The paper strongly focuses on the domain of administrative law. However, the
ACA-architecture for legal agents provides a starting point for the development of
systems which can both model and contribute to the development of the law by
means of acts in the law, in particular legislation. In combination with traditional
legal reasoning systems, such systems could deal with almost every aspect of legal
reasoning. One system models the development of legal rules and relations in time,
while the other system models the legal consequences of cases, given the law as
it is at some point in time. In this way the Law and AI research extends its scope
from the statics to the dynamics of law.
5. Conclusion
As will have become clear from this introduction, the four papers deal with various
aspects of the Law and AI-enterprise.

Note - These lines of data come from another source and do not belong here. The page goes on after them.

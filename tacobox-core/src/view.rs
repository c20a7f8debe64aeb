//! Render-boundary snapshot handed to the presentation layer after each event.
use serde::{Deserialize, Serialize};

use crate::catalog::AssetRef;
use crate::menu::Menu;
use crate::numbers::line_total_cents;
use crate::order::OrderState;
use crate::price::{format_addon, format_price};
use crate::selection::SelectionMode;
use crate::steps::StepStatus;
use crate::summary::OrderSummary;

#[derive(Debug, Clone, PartialEq, Eq, Serialize, Deserialize)]
pub struct StepView {
    pub ordinal: u32,
    pub title: String,
    pub status: StepStatus,
}

#[derive(Debug, Clone, PartialEq, Eq, Serialize, Deserialize)]
pub struct ItemCard {
    pub item_id: String,
    pub name: String,
    pub image: AssetRef,
    pub price_cents: u32,
    pub price_label: String,
    /// Quantity already in the selection, 0 when absent
    pub selected_quantity: u32,
}

#[derive(Debug, Clone, PartialEq, Eq, Serialize, Deserialize)]
pub struct PendingView {
    pub item_id: String,
    pub name: String,
    pub image: AssetRef,
    pub quantity: u32,
    pub line_total_cents: u64,
    pub line_total_label: String,
}

/// Everything the presentation layer needs to draw the widget.
#[derive(Debug, Clone, PartialEq, Eq, Serialize, Deserialize)]
pub struct OrderView {
    pub menu_name: String,
    pub mode: SelectionMode,
    pub steps: Vec<StepView>,
    pub current_step: usize,
    pub title: String,
    pub subtitle: String,
    pub can_go_back: bool,
    pub can_go_forward: bool,
    pub items: Vec<ItemCard>,
    pub summary: OrderSummary,
    pub pending: Option<PendingView>,
}

impl OrderView {
    #[must_use]
    pub fn build(menu: &Menu, state: &OrderState) -> Self {
        let steps = menu.steps();
        let catalog = menu.catalog();
        let cursor = state.cursor;
        let current = cursor.current_step(steps);

        let step_views = steps
            .iter()
            .enumerate()
            .map(|(index, step)| StepView {
                ordinal: step.ordinal,
                title: step.title.clone(),
                status: cursor.status_of(index),
            })
            .collect();

        let items = catalog
            .items_for_category(&current.category)
            .map(|item| ItemCard {
                item_id: item.id.clone(),
                name: item.name.clone(),
                image: item.image.clone(),
                price_cents: item.price_cents,
                price_label: format_addon(item.price_cents),
                selected_quantity: state.selection.quantity_of(&item.id),
            })
            .collect();

        // A prompt for an item that no longer resolves has nothing to show.
        let pending = state.pending.as_ref().and_then(|detail| {
            catalog.find_item(detail.item_id()).map(|item| {
                let line_total = line_total_cents(item.price_cents, detail.quantity());
                PendingView {
                    item_id: item.id.clone(),
                    name: item.name.clone(),
                    image: item.image.clone(),
                    quantity: detail.quantity(),
                    line_total_cents: line_total,
                    line_total_label: format_price(line_total),
                }
            })
        });

        Self {
            menu_name: menu.name().to_string(),
            mode: state.selection.mode(),
            steps: step_views,
            current_step: cursor.index(),
            title: current.title.clone(),
            subtitle: current.subtitle.clone(),
            can_go_back: cursor.can_go_back(),
            can_go_forward: cursor.can_go_forward(steps),
            items,
            summary: OrderSummary::build(&state.selection, catalog),
            pending,
        }
    }
}

#[cfg(test)]
mod tests {
    use super::*;
    use crate::menu::MenuId;
    use crate::order::OrderBuilder;

    #[test]
    fn initial_view_shows_first_step() {
        let menu = Menu::builtin(MenuId::Classic).unwrap();
        let view = OrderBuilder::new(&menu).view();
        assert_eq!(view.current_step, 0);
        assert_eq!(view.title, "Viande");
        assert_eq!(view.subtitle, "Choisis ta");
        assert!(!view.can_go_back);
        assert!(view.can_go_forward);
        assert_eq!(view.steps[0].status, StepStatus::Current);
        assert_eq!(view.steps[4].status, StepStatus::Upcoming);
        assert_eq!(view.items.len(), 2);
        assert_eq!(view.items[1].price_label, "+3.00 €");
        assert!(view.summary.is_empty());
        assert!(view.pending.is_none());
    }

    #[test]
    fn pending_view_reports_prospective_total() {
        let menu = Menu::builtin(MenuId::Classic).unwrap();
        let mut builder = OrderBuilder::new(&menu);
        builder.begin_selection("2");
        builder.adjust_pending_quantity(1);
        let pending = builder.view().pending.unwrap();
        assert_eq!(pending.name, "Boeuf");
        assert_eq!(pending.quantity, 2);
        assert_eq!(pending.line_total_label, "6.00 €");
    }

    #[test]
    fn cards_reflect_selected_quantities() {
        let menu = Menu::builtin(MenuId::Classic).unwrap();
        let mut builder = OrderBuilder::new(&menu);
        builder.select_quantity("1", 3);
        let view = builder.view();
        assert_eq!(view.items[0].selected_quantity, 3);
        assert_eq!(view.items[1].selected_quantity, 0);
        assert_eq!(view.summary.total_label, "6.00 €");
    }

    #[test]
    fn view_serializes_for_presentation() {
        let menu = Menu::builtin(MenuId::Tacos).unwrap();
        let view = OrderBuilder::new(&menu).view();
        let json = serde_json::to_value(&view).unwrap();
        assert_eq!(json["mode"], "presence_only");
        assert_eq!(json["items"].as_array().map(Vec::len), Some(9));
    }
}
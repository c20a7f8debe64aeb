//! Detail prompt state while a single item is being configured.
use serde::{Deserialize, Serialize};

use crate::numbers::apply_quantity_delta;

/// Working quantity for an item that has been tapped but not yet confirmed.
#[derive(Debug, Clone, PartialEq, Eq, Serialize, Deserialize)]
pub struct PendingDetail {
    item_id: String,
    quantity: u32,
}

impl PendingDetail {
    /// Open the prompt for an item with the quantity reset to 1.
    #[must_use]
    pub fn open(item_id: impl Into<String>) -> Self {
        Self {
            item_id: item_id.into(),
            quantity: 1,
        }
    }

    #[must_use]
    pub fn item_id(&self) -> &str {
        &self.item_id
    }

    #[must_use]
    pub const fn quantity(&self) -> u32 {
        self.quantity
    }

    /// Shift the working quantity by `delta`, never below 1. Returns the new value.
    pub fn adjust(&mut self, delta: i32) -> u32 {
        self.quantity = apply_quantity_delta(self.quantity, delta);
        self.quantity
    }
}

Clearly I only gave a global indication of the
contents of the papers. The best remedy for this shortcoming is to read the papers
yourself, and this is precisely what I commend the reader to do.
References
Hage, J.C., Bench-Capon, T.J.M., Cohen, M.J. & Van den Herik, H.J. (eds.) (1995). Legal Knowledge
Based Systems. Telecommunication and AI & Law. Koninklijke Vermande: Lelystad.
Van Kralingen, R.W. (1995). Frame-Based Conceptual Models of Statute Law. Thesis, Department
of Law and Computer Science, University of Leiden, Leiden.